BEGIN

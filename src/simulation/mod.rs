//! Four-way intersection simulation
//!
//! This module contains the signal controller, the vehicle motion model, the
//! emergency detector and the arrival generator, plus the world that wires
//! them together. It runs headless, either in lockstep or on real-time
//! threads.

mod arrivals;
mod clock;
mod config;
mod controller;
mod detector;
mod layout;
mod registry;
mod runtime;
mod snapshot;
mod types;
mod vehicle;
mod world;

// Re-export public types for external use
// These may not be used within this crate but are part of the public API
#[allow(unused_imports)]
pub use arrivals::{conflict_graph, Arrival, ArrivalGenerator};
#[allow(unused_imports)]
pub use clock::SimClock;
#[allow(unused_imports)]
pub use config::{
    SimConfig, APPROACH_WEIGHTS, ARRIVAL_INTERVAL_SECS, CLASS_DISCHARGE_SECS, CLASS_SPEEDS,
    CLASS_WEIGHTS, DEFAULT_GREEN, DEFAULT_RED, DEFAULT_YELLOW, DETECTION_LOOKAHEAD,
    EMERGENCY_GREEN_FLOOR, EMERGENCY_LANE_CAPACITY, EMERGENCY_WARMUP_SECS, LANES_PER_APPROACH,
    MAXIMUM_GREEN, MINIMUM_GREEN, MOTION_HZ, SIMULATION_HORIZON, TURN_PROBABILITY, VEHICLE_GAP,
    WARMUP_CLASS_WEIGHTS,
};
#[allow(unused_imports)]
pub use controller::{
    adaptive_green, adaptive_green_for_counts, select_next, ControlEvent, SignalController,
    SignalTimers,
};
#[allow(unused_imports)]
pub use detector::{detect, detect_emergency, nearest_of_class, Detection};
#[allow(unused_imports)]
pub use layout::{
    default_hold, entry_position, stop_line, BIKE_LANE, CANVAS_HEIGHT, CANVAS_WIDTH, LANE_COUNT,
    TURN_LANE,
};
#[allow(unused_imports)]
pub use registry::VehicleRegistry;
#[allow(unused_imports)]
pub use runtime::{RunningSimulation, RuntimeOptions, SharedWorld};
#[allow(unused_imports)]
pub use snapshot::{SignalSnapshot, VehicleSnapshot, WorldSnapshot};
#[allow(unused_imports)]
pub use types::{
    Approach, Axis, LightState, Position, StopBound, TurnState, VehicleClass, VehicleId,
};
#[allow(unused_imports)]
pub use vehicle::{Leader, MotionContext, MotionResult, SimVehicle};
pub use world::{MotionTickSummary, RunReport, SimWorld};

END
BEGIN

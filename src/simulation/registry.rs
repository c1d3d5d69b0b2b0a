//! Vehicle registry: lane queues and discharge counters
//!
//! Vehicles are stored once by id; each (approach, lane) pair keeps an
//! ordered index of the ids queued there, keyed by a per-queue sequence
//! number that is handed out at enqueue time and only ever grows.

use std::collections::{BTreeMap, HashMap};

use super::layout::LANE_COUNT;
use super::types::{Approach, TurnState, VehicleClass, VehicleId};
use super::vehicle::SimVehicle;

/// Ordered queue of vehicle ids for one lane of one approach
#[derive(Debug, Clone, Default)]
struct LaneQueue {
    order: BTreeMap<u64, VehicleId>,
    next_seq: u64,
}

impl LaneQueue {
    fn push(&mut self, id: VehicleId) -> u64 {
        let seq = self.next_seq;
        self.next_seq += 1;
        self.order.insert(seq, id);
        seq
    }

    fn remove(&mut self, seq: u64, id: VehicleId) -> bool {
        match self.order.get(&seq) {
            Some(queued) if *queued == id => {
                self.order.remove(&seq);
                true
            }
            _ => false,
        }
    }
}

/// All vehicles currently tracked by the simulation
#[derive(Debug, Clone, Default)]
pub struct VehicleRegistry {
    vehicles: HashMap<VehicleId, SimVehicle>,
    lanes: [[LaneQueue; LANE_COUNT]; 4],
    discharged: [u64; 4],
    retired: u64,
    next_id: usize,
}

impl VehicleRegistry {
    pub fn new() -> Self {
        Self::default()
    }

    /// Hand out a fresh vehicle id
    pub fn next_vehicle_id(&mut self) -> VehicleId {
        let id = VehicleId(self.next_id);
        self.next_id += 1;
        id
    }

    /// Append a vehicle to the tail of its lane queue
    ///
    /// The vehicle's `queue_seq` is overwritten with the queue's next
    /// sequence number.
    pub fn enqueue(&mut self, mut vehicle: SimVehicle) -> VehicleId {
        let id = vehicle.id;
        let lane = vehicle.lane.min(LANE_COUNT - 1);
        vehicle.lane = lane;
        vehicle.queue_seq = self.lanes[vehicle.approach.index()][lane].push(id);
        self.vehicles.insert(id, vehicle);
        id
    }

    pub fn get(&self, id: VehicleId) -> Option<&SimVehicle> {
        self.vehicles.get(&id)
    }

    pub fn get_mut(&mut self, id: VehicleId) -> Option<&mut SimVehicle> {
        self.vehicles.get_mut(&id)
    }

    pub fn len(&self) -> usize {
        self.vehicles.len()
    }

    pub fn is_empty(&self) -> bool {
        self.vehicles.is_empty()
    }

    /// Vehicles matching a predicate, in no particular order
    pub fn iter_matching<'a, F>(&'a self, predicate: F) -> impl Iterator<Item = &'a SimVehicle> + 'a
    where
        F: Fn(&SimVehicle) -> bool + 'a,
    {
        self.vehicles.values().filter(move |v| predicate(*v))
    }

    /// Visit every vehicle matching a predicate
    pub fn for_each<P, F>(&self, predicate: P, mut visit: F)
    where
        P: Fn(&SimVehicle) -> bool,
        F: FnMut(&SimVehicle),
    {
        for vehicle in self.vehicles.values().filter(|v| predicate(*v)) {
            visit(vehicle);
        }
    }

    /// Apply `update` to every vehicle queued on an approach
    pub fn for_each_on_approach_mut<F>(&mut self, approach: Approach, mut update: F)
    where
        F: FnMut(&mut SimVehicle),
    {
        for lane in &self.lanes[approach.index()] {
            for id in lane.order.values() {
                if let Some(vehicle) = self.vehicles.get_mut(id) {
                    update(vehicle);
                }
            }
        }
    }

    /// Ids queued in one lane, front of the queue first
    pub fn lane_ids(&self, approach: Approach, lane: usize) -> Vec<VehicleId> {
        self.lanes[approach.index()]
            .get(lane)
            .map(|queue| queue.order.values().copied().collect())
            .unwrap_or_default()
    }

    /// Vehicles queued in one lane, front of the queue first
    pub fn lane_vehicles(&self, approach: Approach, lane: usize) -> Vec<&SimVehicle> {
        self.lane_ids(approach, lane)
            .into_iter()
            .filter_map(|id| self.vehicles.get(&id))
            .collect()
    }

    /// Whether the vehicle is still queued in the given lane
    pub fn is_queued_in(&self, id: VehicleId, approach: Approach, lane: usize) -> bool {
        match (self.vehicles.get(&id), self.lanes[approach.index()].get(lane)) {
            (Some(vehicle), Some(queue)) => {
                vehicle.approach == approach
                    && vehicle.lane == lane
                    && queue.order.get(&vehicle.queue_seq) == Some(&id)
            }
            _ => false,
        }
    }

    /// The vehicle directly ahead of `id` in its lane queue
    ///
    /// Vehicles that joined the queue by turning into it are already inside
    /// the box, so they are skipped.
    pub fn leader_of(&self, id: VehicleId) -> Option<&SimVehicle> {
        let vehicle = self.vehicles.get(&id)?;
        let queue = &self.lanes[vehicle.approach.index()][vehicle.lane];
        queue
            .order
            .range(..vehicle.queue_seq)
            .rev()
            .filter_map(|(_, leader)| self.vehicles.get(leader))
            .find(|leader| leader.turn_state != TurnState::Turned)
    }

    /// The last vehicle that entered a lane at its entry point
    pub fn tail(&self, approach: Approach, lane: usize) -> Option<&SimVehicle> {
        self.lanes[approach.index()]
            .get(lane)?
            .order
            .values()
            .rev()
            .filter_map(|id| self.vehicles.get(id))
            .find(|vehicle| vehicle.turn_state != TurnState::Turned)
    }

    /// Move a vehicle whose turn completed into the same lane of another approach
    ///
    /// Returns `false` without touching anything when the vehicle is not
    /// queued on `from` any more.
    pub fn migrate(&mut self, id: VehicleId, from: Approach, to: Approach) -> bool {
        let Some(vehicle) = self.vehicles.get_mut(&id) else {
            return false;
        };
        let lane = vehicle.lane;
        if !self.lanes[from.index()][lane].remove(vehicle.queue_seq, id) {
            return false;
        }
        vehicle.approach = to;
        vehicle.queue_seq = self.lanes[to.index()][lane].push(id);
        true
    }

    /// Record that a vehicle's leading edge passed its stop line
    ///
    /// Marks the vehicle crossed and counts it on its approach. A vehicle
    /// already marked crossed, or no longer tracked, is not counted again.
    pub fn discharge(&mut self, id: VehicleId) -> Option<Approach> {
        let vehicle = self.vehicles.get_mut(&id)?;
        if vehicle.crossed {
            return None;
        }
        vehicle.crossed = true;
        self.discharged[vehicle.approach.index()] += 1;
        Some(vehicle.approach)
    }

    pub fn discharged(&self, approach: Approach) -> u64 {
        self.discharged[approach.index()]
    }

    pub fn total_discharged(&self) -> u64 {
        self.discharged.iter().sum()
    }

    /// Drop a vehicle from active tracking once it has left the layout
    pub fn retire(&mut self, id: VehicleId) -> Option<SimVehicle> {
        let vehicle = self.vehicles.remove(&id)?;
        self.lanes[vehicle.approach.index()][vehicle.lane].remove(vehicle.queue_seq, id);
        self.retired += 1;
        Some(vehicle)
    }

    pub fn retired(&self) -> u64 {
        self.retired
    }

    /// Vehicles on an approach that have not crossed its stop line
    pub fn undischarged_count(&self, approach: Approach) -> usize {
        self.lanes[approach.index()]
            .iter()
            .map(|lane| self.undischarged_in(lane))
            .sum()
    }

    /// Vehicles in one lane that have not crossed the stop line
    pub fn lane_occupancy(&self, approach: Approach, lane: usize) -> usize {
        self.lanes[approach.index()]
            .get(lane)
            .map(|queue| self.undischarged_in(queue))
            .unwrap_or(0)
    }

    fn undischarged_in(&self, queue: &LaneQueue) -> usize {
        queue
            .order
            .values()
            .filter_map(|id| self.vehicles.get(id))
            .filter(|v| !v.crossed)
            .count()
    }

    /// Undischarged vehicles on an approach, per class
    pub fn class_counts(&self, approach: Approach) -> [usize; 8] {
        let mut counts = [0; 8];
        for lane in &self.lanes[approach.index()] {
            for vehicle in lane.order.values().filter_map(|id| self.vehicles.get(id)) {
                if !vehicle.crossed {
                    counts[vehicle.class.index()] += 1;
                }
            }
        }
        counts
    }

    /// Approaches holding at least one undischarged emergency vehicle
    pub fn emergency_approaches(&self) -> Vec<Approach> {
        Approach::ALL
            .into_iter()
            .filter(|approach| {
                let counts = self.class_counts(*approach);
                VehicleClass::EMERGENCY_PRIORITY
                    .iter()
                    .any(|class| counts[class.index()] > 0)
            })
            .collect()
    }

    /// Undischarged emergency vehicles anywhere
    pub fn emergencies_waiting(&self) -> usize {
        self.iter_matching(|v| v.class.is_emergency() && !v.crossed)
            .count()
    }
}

END

■ Instructions to follow
Tally the lines of the records above that contain the word "Turned". Give only the total.

■ Answer box
2